## Required action
Select every line below containing the word "description".

***** Exercise input *****

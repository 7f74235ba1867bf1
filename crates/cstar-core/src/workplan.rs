//! Workplan and step records.
//!
//! A workplan is the user-declared set of steps plus the shared compute
//! configuration needed to run them. Documents are YAML or JSON; see
//! [`crate::serialization`]. Structural checks beyond what serde can
//! express live in [`Workplan::validate`]; cycle detection is the
//! planner's job.

use std::collections::{BTreeMap, BTreeSet};
use std::path::{Path, PathBuf};

use serde::{Deserialize, Serialize};
use thiserror::Error;

use crate::slug::slugify;
use crate::types::WorkplanState;

/// A scalar configuration value: string or integer.
#[derive(Debug, Clone, PartialEq, Eq, Serialize, Deserialize)]
#[serde(untagged)]
pub enum ConfigValue {
    Int(i64),
    Str(String),
}

impl std::fmt::Display for ConfigValue {
    fn fmt(&self, f: &mut std::fmt::Formatter<'_>) -> std::fmt::Result {
        match self {
            Self::Int(v) => write!(f, "{v}"),
            Self::Str(v) => f.write_str(v),
        }
    }
}

/// Structural validation failures, with the offending field spelled out.
#[derive(Debug, Error)]
pub enum ModelError {
    #[error("field `{0}` must be a non-empty string")]
    EmptyField(&'static str),
    #[error("workplan must declare at least one step")]
    NoSteps,
    #[error("duplicate step name: `{0}`")]
    DuplicateStep(String),
    #[error("step `{step}` depends on unknown step `{dependency}`")]
    UnknownDependency { step: String, dependency: String },
    #[error("step `{step}` depends on itself")]
    SelfDependency { step: String },
    #[error("step `{step}` references missing blueprint `{path}`")]
    MissingBlueprint { step: String, path: PathBuf },
}

/// An individual unit of execution within a workplan.
#[derive(Debug, Clone, PartialEq, Serialize, Deserialize)]
pub struct Step {
    /// User-friendly name; unique within the workplan.
    pub name: String,
    /// Application executed by the step; must resolve in the converter
    /// registry for the launcher used.
    pub application: String,
    /// Path to the blueprint executed by this step.
    pub blueprint: PathBuf,
    /// Names of steps that must run before this one.
    #[serde(default, skip_serializing_if = "BTreeSet::is_empty")]
    pub depends_on: BTreeSet<String>,
    /// Overrides merged into the blueprint at plan time. Values may nest
    /// (e.g. `runtime_params.start_date`).
    #[serde(default, skip_serializing_if = "serde_yaml::Mapping::is_empty")]
    pub blueprint_overrides: serde_yaml::Mapping,
    /// Overrides for compute attributes.
    #[serde(default, skip_serializing_if = "BTreeMap::is_empty")]
    pub compute_overrides: BTreeMap<String, ConfigValue>,
    /// Overrides for workflow attributes.
    #[serde(default, skip_serializing_if = "BTreeMap::is_empty")]
    pub workflow_overrides: BTreeMap<String, ConfigValue>,
    /// Name of the originating step, set on derived child steps.
    #[serde(default, skip_serializing_if = "Option::is_none")]
    pub parent: Option<String>,
}

impl Step {
    /// A path- and job-name-safe form of the step name.
    pub fn safe_name(&self) -> String {
        slugify(&self.name)
    }
}

/// A set of executable steps and the configuration to run them.
#[derive(Debug, Clone, PartialEq, Serialize, Deserialize)]
pub struct Workplan {
    /// User-friendly name of the workplan.
    pub name: String,
    /// User-friendly description.
    pub description: String,
    /// The steps to execute, in declaration order.
    pub steps: Vec<Step>,
    /// Validation state of the document.
    #[serde(default)]
    pub state: WorkplanState,
    /// Defaults applied to every step unless overridden.
    #[serde(default, skip_serializing_if = "BTreeMap::is_empty")]
    pub compute_environment: BTreeMap<String, ConfigValue>,
    /// Environment variable names that must be set before execution.
    #[serde(default, skip_serializing_if = "BTreeSet::is_empty")]
    pub runtime_vars: BTreeSet<String>,
}

impl Workplan {
    /// Check the invariants the document format cannot express.
    ///
    /// `base_dir` anchors relative blueprint paths when checking that the
    /// referenced files exist.
    pub fn validate(&self, base_dir: &Path) -> Result<(), ModelError> {
        if self.name.trim().is_empty() {
            return Err(ModelError::EmptyField("name"));
        }
        if self.description.trim().is_empty() {
            return Err(ModelError::EmptyField("description"));
        }
        if self.steps.is_empty() {
            return Err(ModelError::NoSteps);
        }

        let mut seen: BTreeSet<&str> = BTreeSet::new();
        for step in &self.steps {
            if step.name.trim().is_empty() {
                return Err(ModelError::EmptyField("steps[].name"));
            }
            if step.application.trim().is_empty() {
                return Err(ModelError::EmptyField("steps[].application"));
            }
            if !seen.insert(step.name.as_str()) {
                return Err(ModelError::DuplicateStep(step.name.clone()));
            }

            let bp_path = if step.blueprint.is_absolute() {
                step.blueprint.clone()
            } else {
                base_dir.join(&step.blueprint)
            };
            if !bp_path.exists() {
                return Err(ModelError::MissingBlueprint {
                    step: step.name.clone(),
                    path: bp_path,
                });
            }
        }

        for step in &self.steps {
            for dep in &step.depends_on {
                if dep == &step.name {
                    return Err(ModelError::SelfDependency {
                        step: step.name.clone(),
                    });
                }
                if !seen.contains(dep.as_str()) {
                    return Err(ModelError::UnknownDependency {
                        step: step.name.clone(),
                        dependency: dep.clone(),
                    });
                }
            }
        }

        Ok(())
    }

    /// Look up a step by name.
    pub fn step(&self, name: &str) -> Option<&Step> {
        self.steps.iter().find(|s| s.name == name)
    }

    /// Return a copy with the step list replaced.
    pub fn with_steps(&self, steps: Vec<Step>) -> Self {
        Self {
            steps,
            ..self.clone()
        }
    }
}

*****

## Final answer
    /// User-friendly description.
    pub description: String,
        if self.description.trim().is_empty() {
            return Err(ModelError::EmptyField("description"));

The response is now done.